Il s'avança, peu sûr de lui – je devinais qu'il était, comme tant d'autres, du parti de notre justicière, et que la mettre aux arrêts était une tâche dont il aurait préféré se passer –, et tenta de la saisir ; mais plus vite encore, elle avait exécuté une redoutable prise et c'était lui qui se retrouvait mains dans le dos, penché vers le sol, incapable du moindre mouvement.

Elle leva vers moi un regard amusé. « Vous serez témoins auprès de ses patrons : il aura fait tout son possible pour m'arrêter. »

Comme j'acquiesçais gravement, elle dégaina cette sorte de pince mécanique avec laquelle elle volait de toit en toit, et, dans le sifflement caractéristique de la corde métallique, disparaissait au loin en laissant notre agent de sûreté quelque peu vexé, mais indemne.

« Je savais que j'avais aucune chance… mais quand même, j'pensais pas qu'elle me maîtriserait si vite…

– Je suppose que pour faire ce qu'elle fait, de grands connaissances en arts martiaux sont requises…

– Heureusement que tous ceux que j'arrête ne sont pas aussi forts qu'elle. »

Nous nous retournâmes pour revenir sur nos pas… pour constater que Judith, ayant ramassé le livre et la sacoche que nous avions laissés tomber, avait entreprit de nous suivre.

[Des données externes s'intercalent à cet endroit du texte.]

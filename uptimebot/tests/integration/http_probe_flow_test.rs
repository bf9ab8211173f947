//! Integration Test: 実HTTPプローブでの監視サイクル
//!
//! wiremockで各ターゲットを立て、HttpProber経由でサイクル全体を通す。

use std::sync::Arc;
use std::time::Duration;
use uptimebot::config::DEFAULT_USER_AGENT;
use uptimebot::health::{CycleOutcome, HttpProber};
use wiremock::matchers::method;
use wiremock::{Mock, MockServer, ResponseTemplate};

use crate::support::{build_monitor, RecordingNotifier};

async fn target(status: u16) -> MockServer {
    let server = MockServer::start().await;
    Mock::given(method("GET"))
        .respond_with(ResponseTemplate::new(status))
        .mount(&server)
        .await;
    server
}

fn prober() -> Arc<HttpProber> {
    Arc::new(HttpProber::new(Duration::from_secs(2), DEFAULT_USER_AGENT).unwrap())
}

/// A=503, B=503, C=500 → FleetDown → 通知1回
#[tokio::test]
async fn test_all_targets_down_sends_alert() {
    let a = target(503).await;
    let b = target(503).await;
    let c = target(500).await;
    let notifier = RecordingNotifier::new();

    let monitor = build_monitor(
        &[a.uri().as_str(), b.uri().as_str(), c.uri().as_str()],
        prober(),
        notifier.clone(),
        Duration::from_secs(30),
    );

    assert_eq!(monitor.run_cycle().await, CycleOutcome::AlertSent);
    assert_eq!(monitor.run_cycle().await, CycleOutcome::AlertSuppressed);

    let messages = notifier.messages();
    assert_eq!(messages.len(), 1);
    assert!(messages[0].body.contains(&a.uri()));
    assert!(messages[0].body.contains("Fallback targets unhealthy: 2/2"));
}

/// A=503, B=200 → PrimaryFlaky → 通知なし
#[tokio::test]
async fn test_healthy_fallback_means_primary_flaky() {
    let a = target(503).await;
    let b = target(200).await;
    let c = target(503).await;
    let notifier = RecordingNotifier::new();

    let monitor = build_monitor(
        &[a.uri().as_str(), b.uri().as_str(), c.uri().as_str()],
        prober(),
        notifier.clone(),
        Duration::from_secs(30),
    );

    assert_eq!(monitor.run_cycle().await, CycleOutcome::PrimaryFlaky);
    assert_eq!(notifier.count(), 0);
}

/// フォールバックのリダイレクトは異常扱い
#[tokio::test]
async fn test_redirecting_fallback_counts_as_unhealthy() {
    let a = target(503).await;
    let b = MockServer::start().await;
    Mock::given(method("GET"))
        .respond_with(
            ResponseTemplate::new(302).insert_header("location", "https://elsewhere.example.com/"),
        )
        .mount(&b)
        .await;
    let notifier = RecordingNotifier::new();

    let monitor = build_monitor(
        &[a.uri().as_str(), b.uri().as_str()],
        prober(),
        notifier.clone(),
        Duration::from_secs(30),
    );

    assert_eq!(monitor.run_cycle().await, CycleOutcome::AlertSent);
    assert_eq!(notifier.count(), 1);
}

/// 到達不能なフォールバックも異常扱い（fail-closed）
#[tokio::test]
async fn test_unreachable_fallback_counts_as_unhealthy() {
    let a = target(500).await;
    let notifier = RecordingNotifier::new();

    let monitor = build_monitor(
        &[a.uri().as_str(), "http://127.0.0.1:1/"],
        prober(),
        notifier.clone(),
        Duration::from_secs(30),
    );

    assert_eq!(monitor.run_cycle().await, CycleOutcome::AlertSent);
}

/// プライマリが正常ならフォールバックへはリクエストしない
#[tokio::test]
async fn test_healthy_primary_sends_no_fallback_requests() {
    let a = target(200).await;
    let b = MockServer::start().await;
    Mock::given(method("GET"))
        .respond_with(ResponseTemplate::new(503))
        .expect(0)
        .mount(&b)
        .await;
    let notifier = RecordingNotifier::new();

    let monitor = build_monitor(
        &[a.uri().as_str(), b.uri().as_str()],
        prober(),
        notifier.clone(),
        Duration::from_secs(30),
    );

    assert_eq!(monitor.run_cycle().await, CycleOutcome::PrimaryHealthy);
    assert_eq!(notifier.count(), 0);
    // `expect(0)` is verified when `b` is dropped
}
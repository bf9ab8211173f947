//! HTTP API
//!
//! 監視プロセス自身の死活確認用。ターゲットのヘルス状態とは無関係。

pub mod system;

use crate::AppState;
use axum::{routing::get, Router};

/// ルーターを構築
pub fn create_app(state: AppState) -> Router {
    Router::new()
        .route("/", get(liveness))
        .route("/api/system", get(system::get_system))
        .with_state(state)
}

/// GET /
async fn liveness() -> &'static str {
    "Running"
}
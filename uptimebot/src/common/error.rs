//! エラー型定義
//!
//! 統一エラー型（thiserror使用）
//!
//! 起動時の致命的エラー（ターゲットファイル・設定）と、
//! 実行時に発生しうる通知・サーバーエラーをまとめて扱う。
//! プローブの通信エラーはここには現れない（`ProbeResult::ProbeError`に畳み込まれる）。

use std::path::PathBuf;
use thiserror::Error;

/// uptimebot error type
#[derive(Debug, Error)]
pub enum MonitorError {
    /// Target list file could not be read
    #[error("Failed to read target list {path}: {source}")]
    TargetFile {
        /// Path given on the command line
        path: PathBuf,
        /// Underlying I/O error
        #[source]
        source: std::io::Error,
    },

    /// Target list file contained no URLs
    #[error("Target list {0} is empty")]
    EmptyTargetList(PathBuf),

    /// A line in the target list is not a usable URL
    #[error("Invalid target URL on line {line}: {url}")]
    InvalidTarget {
        /// 1-based line number in the file
        line: usize,
        /// Offending line content
        url: String,
    },

    /// Configuration error
    #[error("Configuration error: {0}")]
    Config(String),

    /// HTTP client construction error
    #[error("HTTP client error: {0}")]
    Http(String),

    /// Alert notification could not be delivered
    #[error("Notification error: {0}")]
    Notify(String),

    /// Liveness server error
    #[error("Server error: {0}")]
    Server(String),
}

impl From<reqwest::Error> for MonitorError {
    fn from(err: reqwest::Error) -> Self {
        Self::Http(err.to_string())
    }
}

impl From<lettre::transport::smtp::Error> for MonitorError {
    fn from(err: lettre::transport::smtp::Error) -> Self {
        Self::Notify(err.to_string())
    }
}

impl From<lettre::error::Error> for MonitorError {
    fn from(err: lettre::error::Error) -> Self {
        Self::Notify(err.to_string())
    }
}

impl From<lettre::address::AddressError> for MonitorError {
    fn from(err: lettre::address::AddressError) -> Self {
        Self::Config(format!("invalid email address: {}", err))
    }
}
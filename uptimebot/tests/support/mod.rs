//! テスト用の共通ダブル
//!
//! - `ScriptedProber`: URLごとに固定結果を返す（途中で差し替え可能）
//! - `RecordingNotifier`: 送信メッセージを記録する

#![allow(dead_code)]

use async_trait::async_trait;
use std::collections::HashMap;
use std::sync::{Arc, Mutex};
use std::time::Duration;
use uptimebot::alert::{AlertMessage, AlertTemplate, Notifier};
use uptimebot::common::error::MonitorError;
use uptimebot::health::{Monitor, ProbeResult, Prober};
use uptimebot::registry::TargetList;

/// URLごとの結果を返すプローバー
#[derive(Default)]
pub struct ScriptedProber {
    results: Mutex<HashMap<String, ProbeResult>>,
    calls: Mutex<Vec<String>>,
    delay: Duration,
}

impl ScriptedProber {
    pub fn new(results: &[(&str, ProbeResult)]) -> Arc<Self> {
        Self::with_delay(results, Duration::ZERO)
    }

    pub fn with_delay(results: &[(&str, ProbeResult)], delay: Duration) -> Arc<Self> {
        Arc::new(Self {
            results: Mutex::new(
                results
                    .iter()
                    .map(|(url, result)| (url.to_string(), *result))
                    .collect(),
            ),
            calls: Mutex::new(Vec::new()),
            delay,
        })
    }

    pub fn set(&self, url: &str, result: ProbeResult) {
        self.results.lock().unwrap().insert(url.to_string(), result);
    }

    pub fn calls(&self) -> Vec<String> {
        self.calls.lock().unwrap().clone()
    }

    pub fn calls_for(&self, url: &str) -> usize {
        self.calls.lock().unwrap().iter().filter(|u| *u == url).count()
    }
}

#[async_trait]
impl Prober for ScriptedProber {
    async fn probe(&self, url: &str) -> ProbeResult {
        self.calls.lock().unwrap().push(url.to_string());
        if !self.delay.is_zero() {
            tokio::time::sleep(self.delay).await;
        }
        self.results
            .lock()
            .unwrap()
            .get(url)
            .copied()
            .unwrap_or(ProbeResult::ProbeError)
    }
}

/// 送信内容を記録する通知ダブル
#[derive(Default)]
pub struct RecordingNotifier {
    sent: Mutex<Vec<AlertMessage>>,
    fail: bool,
}

impl RecordingNotifier {
    pub fn new() -> Arc<Self> {
        Arc::new(Self::default())
    }

    pub fn failing() -> Arc<Self> {
        Arc::new(Self {
            sent: Mutex::new(Vec::new()),
            fail: true,
        })
    }

    pub fn count(&self) -> usize {
        self.sent.lock().unwrap().len()
    }

    pub fn messages(&self) -> Vec<AlertMessage> {
        self.sent.lock().unwrap().clone()
    }
}

#[async_trait]
impl Notifier for RecordingNotifier {
    async fn send(&self, message: &AlertMessage) -> Result<(), MonitorError> {
        self.sent.lock().unwrap().push(message.clone());
        if self.fail {
            Err(MonitorError::Notify("connection refused".into()))
        } else {
            Ok(())
        }
    }
}

pub fn template() -> AlertTemplate {
    AlertTemplate {
        from: "uptimebot@example.com".into(),
        to: "oncall@example.com".into(),
        subject: "Recommendation Service Failed".into(),
        body: "Recommendation service is down".into(),
    }
}

pub fn build_monitor(
    urls: &[&str],
    prober: Arc<dyn Prober>,
    notifier: Arc<dyn Notifier>,
    window: Duration,
) -> Monitor {
    let targets = TargetList::new(urls.iter().map(|u| u.to_string()).collect())
        .expect("test target list must not be empty");
    Monitor::new(targets, prober, notifier, template(), window)
}
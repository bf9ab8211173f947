//! ロギング初期化
//!
//! `UPTIMEBOT_LOG_LEVEL`（旧: `LOG_LEVEL`）でフィルタを、`UPTIMEBOT_LOG_DIR`で
//! 日次ローテーションのファイル出力先を指定する。

use crate::config::{get_env_with_fallback, get_env_with_fallback_or};
use std::sync::OnceLock;
use tracing_appender::non_blocking::WorkerGuard;
use tracing_subscriber::{fmt, layer::SubscriberExt, util::SubscriberInitExt, EnvFilter};

/// ファイル出力のフラッシュガード（プロセス終了まで保持）
static FILE_GUARD: OnceLock<WorkerGuard> = OnceLock::new();

const LOG_FILE_PREFIX: &str = "uptimebot.log";

/// グローバルサブスクライバーを初期化
pub fn init() -> Result<(), Box<dyn std::error::Error + Send + Sync>> {
    let level = get_env_with_fallback_or("UPTIMEBOT_LOG_LEVEL", "LOG_LEVEL", "info");
    let filter = EnvFilter::try_new(&level).or_else(|_| EnvFilter::try_new("info"))?;

    let file_layer = match get_env_with_fallback("UPTIMEBOT_LOG_DIR", "UPTIMEBOT_LOG_DIR") {
        Some(dir) => {
            std::fs::create_dir_all(&dir)?;
            let appender = tracing_appender::rolling::daily(&dir, LOG_FILE_PREFIX);
            let (writer, guard) = tracing_appender::non_blocking(appender);
            // 二重初期化時は既存のガードを維持する
            let _ = FILE_GUARD.set(guard);
            Some(fmt::layer().with_ansi(false).with_writer(writer))
        }
        None => None,
    };

    tracing_subscriber::registry()
        .with(filter)
        .with(fmt::layer().with_target(false))
        .with(file_layer)
        .try_init()?;

    Ok(())
}
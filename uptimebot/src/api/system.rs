//! System API (process info, targets and alert gate state).

use crate::AppState;
use axum::{extract::State, Json};
use serde::Serialize;

/// GET /api/system response body
#[derive(Debug, Serialize)]
pub struct SystemInfoResponse {
    version: &'static str,
    pid: u32,
    primary: String,
    target_count: usize,
    targets: Vec<String>,
    alert_gate: &'static str,
}

/// GET /api/system
pub async fn get_system(State(state): State<AppState>) -> Json<SystemInfoResponse> {
    let targets = state.monitor.targets();
    let alert_gate = if state.monitor.debouncer().is_open() {
        "open"
    } else {
        "closed"
    };

    Json(SystemInfoResponse {
        version: env!("CARGO_PKG_VERSION"),
        pid: std::process::id(),
        primary: targets.primary().to_string(),
        target_count: targets.len(),
        targets: targets.urls().to_vec(),
        alert_gate,
    })
}
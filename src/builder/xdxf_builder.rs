//! XDXF encoder.
//!
//! The document is produced in two passes. The first pass streams the
//! `<xdxf>` skeleton through a quick-xml [`Writer`], injecting the already
//! escaped article markup as raw text. The second pass parses that buffer
//! back into a small element tree, which rejects anything that is not
//! well-formed, and writes it out again with two-space indentation.
//!
//! Elements holding only child elements are written one child per line;
//! elements holding text are written on a single line so that no whitespace
//! is added inside definitions.

use std::path::{Path, PathBuf};

use quick_xml::events::{BytesDecl, BytesEnd, BytesStart, BytesText, Event};
use quick_xml::{Reader, Writer};

use crate::builder::dict_builder::BuildContext;
use crate::storage::Dictionary;
use crate::utils::io_utils::create_output_file;
use crate::{Result, DictError};

pub const XDXF_FORMAT: &str = "logical";
pub const XDXF_REVISION: &str = "33";
const INDENT: &str = "  ";

/// Encodes one [`Dictionary`] as an XDXF document.
pub struct XdxfBuilder<'a> {
    dict: &'a Dictionary,
}

impl<'a> XdxfBuilder<'a> {
    pub fn new(dict: &'a Dictionary) -> Self {
        Self { dict }
    }

    /// First pass: the unindented document, without XML declaration.
    pub fn build_document(&self) -> Result<Vec<u8>> {
        let dict = self.dict;
        let meta = dict.meta();
        let mut writer = Writer::new(Vec::new());

        let mut root = BytesStart::new("xdxf");
        root.push_attribute(("format", XDXF_FORMAT));
        root.push_attribute(("revision", XDXF_REVISION));
        root.push_attribute(("lang_from", dict.lang_from()));
        root.push_attribute(("lang_to", dict.lang_to()));
        writer.write_event(Event::Start(root))?;

        writer.write_event(Event::Start(BytesStart::new("meta_info")))?;
        write_text_element(&mut writer, "title", &meta.title)?;
        if !meta.full_title.trim().is_empty() {
            write_text_element(&mut writer, "full_title", &meta.full_title)?;
        }
        if !meta.authors.is_empty() {
            writer.write_event(Event::Start(BytesStart::new("authors")))?;
            for author in &meta.authors {
                write_text_element(&mut writer, "author", author)?;
            }
            writer.write_event(Event::End(BytesEnd::new("authors")))?;
        }
        write_text_element(&mut writer, "description", &meta.description)?;

        if !dict.abbreviations().is_empty() {
            writer.write_event(Event::Start(BytesStart::new("abbreviations")))?;
            for abbreviation in dict.abbreviations() {
                let mut abbr_def = BytesStart::new("abbr_def");
                if let Some(code) = abbreviation.category().xdxf_code() {
                    abbr_def.push_attribute(("type", code));
                }
                writer.write_event(Event::Start(abbr_def))?;
                let markup = format!("{}{}", abbreviation.xdxf_key(), abbreviation.xdxf_value());
                writer.write_event(Event::Text(BytesText::from_escaped(markup)))?;
                writer.write_event(Event::End(BytesEnd::new("abbr_def")))?;
            }
            writer.write_event(Event::End(BytesEnd::new("abbreviations")))?;
        }

        write_text_element(&mut writer, "file_ver", &dict.file_version())?;
        write_text_element(&mut writer, "creation_date", &dict.creation_date().format("%d-%m-%Y").to_string())?;
        if !meta.source_url.trim().is_empty() {
            write_text_element(&mut writer, "dict_src_url", &meta.source_url)?;
        }
        writer.write_event(Event::End(BytesEnd::new("meta_info")))?;

        writer.write_event(Event::Start(BytesStart::new("lexicon")))?;
        for article in dict.articles() {
            let markup = format!("{}{}", article.xdxf_key(), article.xdxf_value(dict.abbreviations()));
            writer.write_event(Event::Start(BytesStart::new("ar")))?;
            writer.write_event(Event::Text(BytesText::from_escaped(markup)))?;
            writer.write_event(Event::End(BytesEnd::new("ar")))?;
        }
        writer.write_event(Event::End(BytesEnd::new("lexicon")))?;

        writer.write_event(Event::End(BytesEnd::new("xdxf")))?;
        Ok(writer.into_inner())
    }

    /// Both passes: the indented document with its XML declaration.
    pub fn build(&self) -> Result<Vec<u8>> {
        let document = self.build_document()?;
        pretty_print(&document)
    }

    /// Writes `{id}.{direction}.dict.xdxf` into `output_dir`.
    pub fn save(&self, output_dir: &Path, ctx: &BuildContext) -> Result<PathBuf> {
        use std::io::Write;

        let file_name = format!("{}.dict.xdxf", self.dict.base_name());
        ctx.info(format_args!("Writing {} articles to {}", self.dict.articles().len(), file_name));
        let xml = self.build()?;
        let mut writer = create_output_file(output_dir, &file_name)?;
        writer.write_all(&xml)?;
        writer.flush()?;
        ctx.debug(format_args!("Wrote {} bytes", xml.len()));
        Ok(output_dir.join(file_name))
    }
}

fn write_text_element(writer: &mut Writer<Vec<u8>>, name: &str, text: &str) -> Result<()> {
    writer.write_event(Event::Start(BytesStart::new(name)))?;
    writer.write_event(Event::Text(BytesText::new(text.trim())))?;
    writer.write_event(Event::End(BytesEnd::new(name)))?;
    Ok(())
}

/// Parsed node of the intermediate tree. Text is kept in its escaped form.
#[derive(Debug)]
enum XmlNode {
    Element(XmlElement),
    Text(String),
}

#[derive(Debug)]
struct XmlElement {
    name: String,
    /// Tag content between `<` and `>`: name and attributes
    raw_start: String,
    children: Vec<XmlNode>,
}

impl XmlElement {
    fn push_text(&mut self, text: &str) {
        if text.is_empty() {
            return;
        }
        if let Some(XmlNode::Text(last)) = self.children.last_mut() {
            last.push_str(text);
        } else {
            self.children.push(XmlNode::Text(text.to_string()));
        }
    }

    fn is_block(&self) -> bool {
        !self.children.is_empty() && self.children.iter().all(|c| matches!(c, XmlNode::Element(_)))
    }
}

/// Second pass: parses `xml` and writes it back indented, prefixed with an
/// XML declaration.
///
/// # Errors
///
/// Returns a parser error when `xml` is not well-formed, and
/// `InvalidDataFormat` when it has no single root element.
pub fn pretty_print(xml: &[u8]) -> Result<Vec<u8>> {
    let root = parse_tree(std::str::from_utf8(xml)?)?;

    let mut writer = Writer::new(Vec::with_capacity(xml.len() + xml.len() / 4));
    writer.write_event(Event::Decl(BytesDecl::new("1.0", Some("utf-8"), None)))?;
    writer.write_event(Event::Text(BytesText::from_escaped("\n")))?;
    write_element(&mut writer, &root, 0)?;
    writer.write_event(Event::Text(BytesText::from_escaped("\n")))?;
    Ok(writer.into_inner())
}

fn parse_tree(xml: &str) -> Result<XmlElement> {
    let mut reader = Reader::from_str(xml);
    let mut stack: Vec<XmlElement> = Vec::new();
    let mut root: Option<XmlElement> = None;

    loop {
        match reader.read_event()? {
            Event::Start(e) => {
                stack.push(XmlElement {
                    name: std::str::from_utf8(e.name().as_ref())?.to_string(),
                    raw_start: std::str::from_utf8(&e)?.to_string(),
                    children: Vec::new(),
                });
            }
            Event::Empty(e) => {
                let element = XmlElement {
                    name: std::str::from_utf8(e.name().as_ref())?.to_string(),
                    raw_start: std::str::from_utf8(&e)?.to_string(),
                    children: Vec::new(),
                };
                attach(&mut stack, &mut root, element)?;
            }
            Event::End(e) => {
                let qname = e.name();
                let name = std::str::from_utf8(qname.as_ref())?;
                let element = stack
                    .pop()
                    .ok_or_else(|| DictError::invalid_data_format(format!("unexpected </{}>", name)))?;
                if element.name != name {
                    return Err(DictError::invalid_data_format(format!(
                        "expected </{}>, found </{}>",
                        element.name, name
                    )));
                }
                attach(&mut stack, &mut root, element)?;
            }
            Event::Text(e) => {
                let text = std::str::from_utf8(&e)?;
                match stack.last_mut() {
                    Some(parent) => parent.push_text(text),
                    None if text.trim().is_empty() => {}
                    None => return Err(DictError::invalid_data_format("text outside the root element")),
                }
            }
            Event::GeneralRef(e) => {
                let entity = format!("&{};", std::str::from_utf8(&e)?);
                let parent = stack
                    .last_mut()
                    .ok_or_else(|| DictError::invalid_data_format("entity outside the root element"))?;
                parent.push_text(&entity);
            }
            Event::CData(e) => {
                let cdata = format!("<![CDATA[{}]]>", std::str::from_utf8(&e)?);
                let parent = stack
                    .last_mut()
                    .ok_or_else(|| DictError::invalid_data_format("CDATA outside the root element"))?;
                parent.children.push(XmlNode::Text(cdata));
            }
            Event::Eof => break,
            _ => {}
        }
    }

    if let Some(open) = stack.last() {
        return Err(DictError::invalid_data_format(format!("unclosed <{}>", open.name)));
    }
    root.ok_or_else(|| DictError::invalid_data_format("no root element"))
}

fn attach(stack: &mut [XmlElement], root: &mut Option<XmlElement>, element: XmlElement) -> Result<()> {
    match stack.last_mut() {
        Some(parent) => parent.children.push(XmlNode::Element(element)),
        None if root.is_none() => *root = Some(element),
        None => return Err(DictError::invalid_data_format("more than one root element")),
    }
    Ok(())
}

fn write_element(writer: &mut Writer<Vec<u8>>, element: &XmlElement, depth: usize) -> Result<()> {
    let start = BytesStart::from_content(element.raw_start.as_str(), element.name.len());
    if element.children.is_empty() {
        writer.write_event(Event::Empty(start))?;
        return Ok(());
    }

    writer.write_event(Event::Start(start))?;
    if element.is_block() {
        let child_indent = format!("\n{}", INDENT.repeat(depth + 1));
        for child in &element.children {
            writer.write_event(Event::Text(BytesText::from_escaped(child_indent.as_str())))?;
            write_node(writer, child, depth + 1)?;
        }
        let end_indent = format!("\n{}", INDENT.repeat(depth));
        writer.write_event(Event::Text(BytesText::from_escaped(end_indent)))?;
    } else {
        for child in &element.children {
            write_inline(writer, child)?;
        }
    }
    writer.write_event(Event::End(BytesEnd::new(element.name.as_str())))?;
    Ok(())
}

fn write_node(writer: &mut Writer<Vec<u8>>, node: &XmlNode, depth: usize) -> Result<()> {
    match node {
        XmlNode::Element(element) => write_element(writer, element, depth),
        XmlNode::Text(text) => {
            writer.write_event(Event::Text(BytesText::from_escaped(text.as_str())))?;
            Ok(())
        }
    }
}

// Mixed content is written back exactly as parsed.
fn write_inline(writer: &mut Writer<Vec<u8>>, node: &XmlNode) -> Result<()> {
    match node {
        XmlNode::Element(element) => {
            let start = BytesStart::from_content(element.raw_start.as_str(), element.name.len());
            if element.children.is_empty() {
                writer.write_event(Event::Empty(start))?;
                return Ok(());
            }
            writer.write_event(Event::Start(start))?;
            for child in &element.children {
                write_inline(writer, child)?;
            }
            writer.write_event(Event::End(BytesEnd::new(element.name.as_str())))?;
        }
        XmlNode::Text(text) => {
            writer.write_event(Event::Text(BytesText::from_escaped(text.as_str())))?;
        }
    }
    Ok(())
}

Et s'était arrêtée un peu plus loin, les laissant tomber à son tour, l'air horrifié.


Arrivés à sa hauteur, nous découvrîmes ce qui avait entraîné sa réaction : nous ne l'avions pas remarqué lors de la courte poursuite, notre attention concentrée sur le fuyard, mais étendu contre le mur, dans une marre de sang, se trouvait le corps d'un homme.

L'agent Fogg et moi étions plus habitué à cette vue que ma pauvre Judith, et nous réagîmes plus prestement. Après nous être assurés qu'il était trop tard pour lui porter secours – sa large plaie à la gorge nous dispensa de le toucher : même s'il avait été encore en vie, il n'aurait pas pu survivre jusqu'à l'hôpital –, nous inspectâmes rapidement les lieux pour vérifier que rien ne risquait de compromettre la scène de crime.

Puis notre compagnon fit quelques pas en direction de la rue principale. « Pourriez-vous rester ici à surveiller les lieux ? Je file à l'hôtel de police prévenir l'inspecteur. »



Nous patientâmes, sans décrocher un mot. Judith me regardait, ou regardait vers l'extérieur, sans oser poser les yeux sur le cadavre. Quant à moi, tout en m'assurant qu'elle n'allait pas défaillir, je commençais à détailler celui-ci du regard.

L'homme avait été grand et corpulent, son épaisseur physique due à la fois à la graisse et au muscle. Pour autant que je puisse en juger, car sa position ne me rendait pas la chose aisée, il avait pu mesurer dix a quinze centimètres de plus que moi. La blessure suggérait que son agresseur, lui, était quelque peu moins grand ; peut-être de ma taille au maximum.


La projection de sang causée par la blessure, probablement immédiate, avait taché le sol sur la longueur quasi-maximale, suggérant que rien ne s'était trouvé en face de la victime à ce moment. L'assassin pouvait donc l'avoir surpris par derrière pour lui trancher la gorge, cependant cela aurait nécessité de l'agripper, et notre homme aurait probablement tenté de se défendre ; or, la blessure fatale mise à part, le corps ne recelait aucune trace de lutte.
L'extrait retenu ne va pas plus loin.